- [Exercise prompt]: For each line below, print it again exactly as shown.

# # # # #

//! GIC Connector Server Library
//!
//! Upload authorization gateway and ingestion transformer for the GIC
//! connector.
//!
//! # Overview
//!
//! - **Uploads**: validates `{bucket_name, object_key}` requests against a
//!   fixed bucket and a `<uuid>/<file name>` key scheme, then issues a
//!   presigned PUT so clients upload directly to storage
//! - **Ingest**: on an "object created" notification (or a direct call),
//!   fetches the file, drops its header, maps each record to
//!   `<id>,mrn-<id>` and publishes the batch as one queue message
//!
//! # Delivery
//!
//! Publishing is at-least-once. The queue hides a received message for the
//! visibility timeout (300 s), redelivers it if not acknowledged, and after
//! three receives moves it to a dead-letter queue kept for 14 days. Neither
//! feature retries on its own.
//!
//! # Backends
//!
//! Storage and queue access go through the [`storage::ObjectStore`] and
//! [`queue::MessageQueue`] traits, backed by S3/SQS in production and by
//! in-memory implementations in tests.
//!
//! # Example
//!
//! ```no_run
//! use gic_server::{api, aws, config::Config, features::FeatureState};
//! use gic_server::{queue::SqsQueue, storage::S3Storage};
//! use std::sync::Arc;
//!
//! #[tokio::main]
//! async fn main() -> anyhow::Result<()> {
//!     let config = Config::load()?;
//!     let sdk_config = aws::load_sdk_config(&config.aws).await;
//!     let state = FeatureState {
//!         store: Arc::new(S3Storage::new(&sdk_config, &config.storage)),
//!         queue: Arc::new(SqsQueue::new(&sdk_config, &config.queue)),
//!         policy: Arc::new(config.upload.upload_policy()?),
//!         grant_expiry: config.upload.grant_expiry(),
//!         timeouts: config.timeouts,
//!     };
//!     let app = api::create_router(state, &config.cors);
//!     let listener = tokio::net::TcpListener::bind("127.0.0.1:8000").await?;
//!     axum::serve(listener, app).await?;
//!     Ok(())
//! }
//! ```

pub mod api;
pub mod aws;
pub mod config;
pub mod error;
pub mod features;
pub mod middleware;
pub mod queue;
pub mod storage;

// Re-export commonly used types
pub use error::{AppError, ServerResult};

# # # # #

- [Solved exercise]:
//! GIC Connector Server Library
//!
//! Upload authorization gateway and ingestion transformer for the GIC
//! connector.
//!
//! # Overview
//!
//! - **Uploads**: validates `{bucket_name, object_key}` requests against a
//!   fixed bucket and a `<uuid>/<file name>` key scheme, then issues a
//!   presigned PUT so clients upload directly to storage
//! - **Ingest**: on an "object created" notification (or a direct call),
//!   fetches the file, drops its header, maps each record to
//!   `<id>,mrn-<id>` and publishes the batch as one queue message
//!
//! # Delivery
//!
//! Publishing is at-least-once. The queue hides a received message for the
//! visibility timeout (300 s), redelivers it if not acknowledged, and after
//! three receives moves it to a dead-letter queue kept for 14 days. Neither
//! feature retries on its own.
//!
//! # Backends
//!
//! Storage and queue access go through the [`storage::ObjectStore`] and
//! [`queue::MessageQueue`] traits, backed by S3/SQS in production and by
//! in-memory implementations in tests.
//!
//! # Example
//!
//! ```no_run
//! use gic_server::{api, aws, config::Config, features::FeatureState};
//! use gic_server::{queue::SqsQueue, storage::S3Storage};
//! use std::sync::Arc;
//!
//! #[tokio::main]
//! async fn main() -> anyhow::Result<()> {
//!     let config = Config::load()?;
//!     let sdk_config = aws::load_sdk_config(&config.aws).await;
//!     let state = FeatureState {
//!         store: Arc::new(S3Storage::new(&sdk_config, &config.storage)),
//!         queue: Arc::new(SqsQueue::new(&sdk_config, &config.queue)),
//!         policy: Arc::new(config.upload.upload_policy()?),
//!         grant_expiry: config.upload.grant_expiry(),
//!         timeouts: config.timeouts,
//!     };
//!     let app = api::create_router(state, &config.cors);
//!     let listener = tokio::net::TcpListener::bind("127.0.0.1:8000").await?;
//!     axum::serve(listener, app).await?;
//!     Ok(())
//! }
//! ```

pub mod api;
pub mod aws;
pub mod config;
pub mod error;
pub mod features;
pub mod middleware;
pub mod queue;
pub mod storage;

// Re-export commonly used types
pub use error::{AppError, ServerResult};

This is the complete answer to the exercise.